— Рано или поздно большевики вымрут, разве нет?
История перемещений памятника Петру I по Петрозаводску — практически сюжет для романа-дороги в жанре фэнтези. Открыть его планировали к двухсотлетию со дня рождения царя (30 мая 1872 года) на Круглой площади, переименованной по этому случаю в Петровскую. Тогда этот был самый центр города. Не обошлось без накладок: государственный бюджет был довольно хилым, и к означенному дню удалось лишь вкопать каменный «саркофаг» с памятной таблицей (осталось две золотых монеты и шестнадцать серебряных). В губернаторском доме выставили макет памятника в масштабе один к четырем. Торжественное открытие состоялось 29 июня 1873 года, то есть в день святых Петра и Павла. (До революции это был главный городской праздник.)
На празднество в город стеклись толпы окрестного люда. На пароходе «Царь» прибыли столичные вельможи, на «Царице» — хор лейб-гвардии Преображенского полка. Праздник начался с процессии, колокольного звона и военного парада. Затем прозвучали залпы из тридцати одного орудия, и глазам растроганной публики явился бронзовый Петр (проект академика Шредера[37]) на цоколе из ладожского гранита. «Многие прослезились» — написала местная газета. Снимал фотограф Монштейн. В губернаторском доме открылась выставка памятных сувениров на тему пребывания Петра I в Олонецкой губернии. Здешняя типография выпустила по этому случаю брошюру петрозаводского краеведа Александра Иванова «Император Петр Великий и деятельность его на Олонце. Исторический очерк для народа». В ней петрозаводцы могли, в частности, прочитать, что «Карелия до Петра Великого была огромной пустыней, погруженной в глубокий сон. Император пробудил ее к жизни». Вечером дал представление цирк братьев Вольф. Праздник закончился фейерверком на берегу Онежского озера.
Памятник Петру Великому сразу стал одной из достопримечательностей города. Поэт Константин Случевский, осматривая Петрозаводск в 1874 году со свитой великого князя Владимира Александровича, записал в дорожном дневнике: «Памятник недурен; облик императора гораздо внушительнее того, который поставлен в Петергофе у Монплезира.

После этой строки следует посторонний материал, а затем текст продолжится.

// SPDX-FileCopyrightText: 2026 Bruno Meilick
// SPDX-License-Identifier: LicenseRef-Naiad-FreeUse-NoCopy-NoDerivatives
//
// All rights reserved.
//
// This file is part of Naiad and is proprietary software.
// Unauthorized copying, modification, or distribution is prohibited.

//! Core data model: tables, relationships, and the live diagram.

pub mod diagram;
pub(crate) mod fixtures;
pub mod ids;
pub mod object;
pub mod relationship;
pub mod table;

pub use diagram::Diagram;
pub use ids::{DiagramId, EdgeId, Id, IdError, NodeId};
pub use object::DiagramObject;
pub use relationship::{RelationKind, Relationship};
pub use table::{Column, Point, Size, TableNode, DEFAULT_TABLE_SIZE};
// SPDX-FileCopyrightText: 2026 Bruno Meilick
// SPDX-License-Identifier: LicenseRef-Naiad-FreeUse-NoCopy-NoDerivatives
//
// All rights reserved.
//
// This file is part of Naiad and is proprietary software.
// Unauthorized copying, modification, or distribution is prohibited.

use crate::model::{Point, Size, TableNode};

/// Axis-aligned bounding box in canvas units.
#[derive(Debug, Clone, Copy, PartialEq)]
pub struct Rect {
    min_x: f64,
    min_y: f64,
    max_x: f64,
    max_y: f64,
}

impl Rect {
    pub fn new(origin: Point, size: Size) -> Self {
        Self {
            min_x: origin.x,
            min_y: origin.y,
            max_x: origin.x + size.width,
            max_y: origin.y + size.height,
        }
    }

    /// The table's bounding box, substituting the default size when the
    /// renderer has not measured the table yet.
    pub fn of_table(table: &TableNode) -> Self {
        Self::new(table.position(), table.size_or_default())
    }

    pub fn min_x(&self) -> f64 {
        self.min_x
    }

    pub fn min_y(&self) -> f64 {
        self.min_y
    }

    pub fn max_x(&self) -> f64 {
        self.max_x
    }

    pub fn max_y(&self) -> f64 {
        self.max_y
    }

    pub fn expand(&self, margin: f64) -> Self {
        Self {
            min_x: self.min_x - margin,
            min_y: self.min_y - margin,
            max_x: self.max_x + margin,
            max_y: self.max_y + margin,
        }
    }

    pub fn contains_x(&self, x: f64) -> bool {
        x >= self.min_x && x <= self.max_x
    }

    /// True when the box's vertical extent overlaps `[span_min, span_max]`.
    pub fn overlaps_vertical_span(&self, span_min: f64, span_max: f64) -> bool {
        self.min_y <= span_max && self.max_y >= span_min
    }
}

/// Which face of the source table an edge leaves from.
#[derive(Debug, Clone, Copy, PartialEq, Eq, Hash)]
pub enum AnchorSide {
    Left,
    Right,
}

impl AnchorSide {
    /// The lane x for this side: displaced outward from the anchor x.
    pub fn lane_x(self, anchor_x: f64, offset: f64) -> f64 {
        match self {
            Self::Right => anchor_x + offset,
            Self::Left => anchor_x - offset,
        }
    }
}

/// Resolves the side prefix of an anchor handle string (`"left:2"`,
/// `"right:0"`, ...).
///
/// Only `left` is recognized; everything else, including `top`/`bottom`
/// handles and missing anchors, resolves to `Right`. Top/bottom anchors are
/// deliberately not routed through collision avoidance.
pub fn anchor_side(anchor: Option<&str>) -> AnchorSide {
    match anchor {
        Some(handle) if handle.starts_with("left") => AnchorSide::Left,
        _ => AnchorSide::Right,
    }
}

/// The column index encoded in an anchor handle, if present and numeric.
pub fn anchor_column(anchor: Option<&str>) -> Option<usize> {
    let handle = anchor?;
    let (_, index) = handle.split_once(':')?;
    index.parse().ok()
}
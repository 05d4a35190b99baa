// SPDX-FileCopyrightText: 2026 Bruno Meilick
// SPDX-License-Identifier: LicenseRef-Naiad-FreeUse-NoCopy-NoDerivatives
//
// All rights reserved.
//
// This file is part of Naiad and is proprietary software.
// Unauthorized copying, modification, or distribution is prohibited.

use std::borrow::Borrow;
use std::fmt;
use std::marker::PhantomData;
use std::str::FromStr;

use serde::{Deserialize, Deserializer, Serialize, Serializer};

/// A stable identifier used across the model, store, and API surfaces.
///
/// Ids are intentionally std-only and format-agnostic; they only enforce that
/// the id is a non-empty path segment (no `/`), because ids become file stems
/// in the diagram folder and path parameters in the HTTP API.
#[derive(Debug, Clone, PartialEq, Eq, Hash, PartialOrd, Ord)]
pub struct Id<T> {
    value: String,
    _marker: PhantomData<fn() -> T>,
}

impl<T> Id<T> {
    pub fn new(value: impl Into<String>) -> Result<Self, IdError> {
        let value = value.into();
        validate_id_segment(&value)?;
        Ok(Self {
            value,
            _marker: PhantomData,
        })
    }

    pub fn as_str(&self) -> &str {
        &self.value
    }

    pub fn into_string(self) -> String {
        self.value
    }
}

impl<T> fmt::Display for Id<T> {
    fn fmt(&self, f: &mut fmt::Formatter<'_>) -> fmt::Result {
        f.write_str(&self.value)
    }
}

impl<T> AsRef<str> for Id<T> {
    fn as_ref(&self) -> &str {
        self.as_str()
    }
}

impl<T> Borrow<str> for Id<T> {
    fn borrow(&self) -> &str {
        self.as_str()
    }
}

impl<T> FromStr for Id<T> {
    type Err = IdError;

    fn from_str(s: &str) -> Result<Self, Self::Err> {
        Self::new(s.to_owned())
    }
}

impl<T> TryFrom<String> for Id<T> {
    type Error = IdError;

    fn try_from(value: String) -> Result<Self, Self::Error> {
        Self::new(value)
    }
}

impl<T> Serialize for Id<T> {
    fn serialize<S: Serializer>(&self, serializer: S) -> Result<S::Ok, S::Error> {
        serializer.serialize_str(&self.value)
    }
}

impl<'de, T> Deserialize<'de> for Id<T> {
    fn deserialize<D: Deserializer<'de>>(deserializer: D) -> Result<Self, D::Error> {
        let value = String::deserialize(deserializer)?;
        Self::new(value).map_err(serde::de::Error::custom)
    }
}

#[derive(Debug, Clone, PartialEq, Eq)]
pub enum IdError {
    Empty,
    ContainsSlash,
}

impl fmt::Display for IdError {
    fn fmt(&self, f: &mut fmt::Formatter<'_>) -> fmt::Result {
        match self {
            Self::Empty => f.write_str("id must not be empty"),
            Self::ContainsSlash => f.write_str("id must not contain '/'"),
        }
    }
}

impl std::error::Error for IdError {}

fn validate_id_segment(value: &str) -> Result<(), IdError> {
    if value.is_empty() {
        return Err(IdError::Empty);
    }
    if value.contains('/') {
        return Err(IdError::ContainsSlash);
    }
    Ok(())
}

#[derive(Debug, Clone, Copy, PartialEq, Eq, Hash, PartialOrd, Ord)]
pub enum NodeIdTag {}
pub type NodeId = Id<NodeIdTag>;

#[derive(Debug, Clone, Copy, PartialEq, Eq, Hash, PartialOrd, Ord)]
pub enum EdgeIdTag {}
pub type EdgeId = Id<EdgeIdTag>;

#[derive(Debug, Clone, Copy, PartialEq, Eq, Hash, PartialOrd, Ord)]
pub enum DiagramIdTag {}
pub type DiagramId = Id<DiagramIdTag>;
// SPDX-FileCopyrightText: 2026 Bruno Meilick
// SPDX-License-Identifier: LicenseRef-Naiad-FreeUse-NoCopy-NoDerivatives
//
// All rights reserved.
//
// This file is part of Naiad and is proprietary software.
// Unauthorized copying, modification, or distribution is prohibited.

use serde::{Deserialize, Deserializer, Serialize, Serializer};

use super::ids::NodeId;

/// Cardinality of a relationship edge.
#[derive(Debug, Clone, Copy, PartialEq, Eq, Hash, Default)]
pub enum RelationKind {
    #[default]
    OneToOne,
    OneToMany,
    ManyToMany,
}

impl RelationKind {
    pub const ALL: [Self; 3] = [Self::OneToOne, Self::OneToMany, Self::ManyToMany];

    pub fn label(self) -> &'static str {
        match self {
            Self::OneToOne => "1:1",
            Self::OneToMany => "1:M",
            Self::ManyToMany => "M:M",
        }
    }

    /// Parses a cardinality label. Unknown labels fall back to `1:1`; a
    /// relationship must never be rejected over an unrecognized tag.
    pub fn from_label(label: &str) -> Self {
        match label {
            "1:1" => Self::OneToOne,
            // "1:N" is the legacy spelling of "1:M" in old saved diagrams.
            "1:M" | "1:N" => Self::OneToMany,
            "M:M" | "N:M" => Self::ManyToMany,
            _ => Self::default(),
        }
    }
}

impl Serialize for RelationKind {
    fn serialize<S: Serializer>(&self, serializer: S) -> Result<S::Ok, S::Error> {
        serializer.serialize_str(self.label())
    }
}

impl<'de> Deserialize<'de> for RelationKind {
    fn deserialize<D: Deserializer<'de>>(deserializer: D) -> Result<Self, D::Error> {
        let label = String::deserialize(deserializer)?;
        Ok(Self::from_label(&label))
    }
}

/// A relationship edge between two tables.
///
/// Anchors are handle strings of the form `<side>:<column-index>` (for
/// example `right:0`); `None` means the host never reported a handle and the
/// router falls back to its defaults.
#[derive(Debug, Clone, PartialEq, Serialize, Deserialize)]
pub struct Relationship {
    source_node_id: NodeId,
    target_node_id: NodeId,
    #[serde(default)]
    source_anchor: Option<String>,
    #[serde(default)]
    target_anchor: Option<String>,
    #[serde(default)]
    kind: RelationKind,
}

impl Relationship {
    pub fn new(source_node_id: NodeId, target_node_id: NodeId) -> Self {
        Self {
            source_node_id,
            target_node_id,
            source_anchor: None,
            target_anchor: None,
            kind: RelationKind::default(),
        }
    }

    pub fn new_with(
        source_node_id: NodeId,
        target_node_id: NodeId,
        source_anchor: Option<String>,
        target_anchor: Option<String>,
        kind: RelationKind,
    ) -> Self {
        Self {
            source_node_id,
            target_node_id,
            source_anchor,
            target_anchor,
            kind,
        }
    }

    pub fn source_node_id(&self) -> &NodeId {
        &self.source_node_id
    }

    pub fn target_node_id(&self) -> &NodeId {
        &self.target_node_id
    }

    pub fn source_anchor(&self) -> Option<&str> {
        self.source_anchor.as_deref()
    }

    pub fn set_source_anchor<T: Into<String>>(&mut self, anchor: Option<T>) {
        self.source_anchor = anchor.map(Into::into);
    }

    pub fn target_anchor(&self) -> Option<&str> {
        self.target_anchor.as_deref()
    }

    pub fn set_target_anchor<T: Into<String>>(&mut self, anchor: Option<T>) {
        self.target_anchor = anchor.map(Into::into);
    }

    pub fn kind(&self) -> RelationKind {
        self.kind
    }

    pub fn set_kind(&mut self, kind: RelationKind) {
        self.kind = kind;
    }

    pub fn touches(&self, node_id: &NodeId) -> bool {
        &self.source_node_id == node_id || &self.target_node_id == node_id
    }
}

Неудивительно, что горожане то и дело зовут приезжающих сюда туристов полюбоваться им: посмотрите да посмотрите!» В советскую эпоху красота памятника спасла его от переплавки.
В ноябре 1918 года в первую годовщину Октябрьской революции на шею Петра I набросили петлю и при помощи упряжки ломовых лошадей повалили на землю. Площадь получила имя 25 Октября. Во время праздника про бронзового императора спьяну забыли. Ночью кто-то отвез его на санях в бывший губернаторский парк и спрятал в сарае. Позже поговаривали, будто сделал это Линевский[38], открыватель беломорских наскальных рисунков. Петр Великий пролежал в сарае до лета 1926 года, когда в столицу Карелии прибыла из Ленинграда комиссия экспертов во главе с профессором Романовым. Комиссия заявила, что памятник слишком ценный, чтобы отправлять его на переплавку. Однако лишь весной 1940 года фигура Петра была установлена на Фабричной площади перед церковью Александра Невского (в то время — Музеем атеизма). В июне 1978 года императора торжественно перенесли в специально подготовленный сквер на Онежском бульваре неподалеку от Водного вокзала, где он стоит и поныне.
Сквер для царя тесноват. Шредер проектировал памятник с учетом масштабов Круглой площади и окружающей каменной застройки. В рахитичной березовой рощице на берегу Онего Петр Алексеевич выглядит так, словно остановился отлить. И все же фигура производит впечатление. В особенности — царственный жест правой руки. С Круглой площади царь указывал на устье Лососинки, где должны были построить оружейные заводы для войны со шведами. Теперь же он тычет пальцем в скверик.
В последнее время местные вандалы-алкоголики, бывает, отламывают у Петра шпоры — сдают в лом за поллитра. Так что, возможно, сегодня жест царя означает просто:
— Пошли вон, хамы!
Недавно побывала у нас пани Ирена Сиялова-Фогель, профессор Краковской музыкальной академии. Как-то вечером после ужина (яичница с рыжиками) она попросила меня прочитать вслух несколько абзацев из дневника, а выслушав, заявила, что я пишу в темпе andante non troppo — спокойном, неспешном, характерном для второй части сонаты.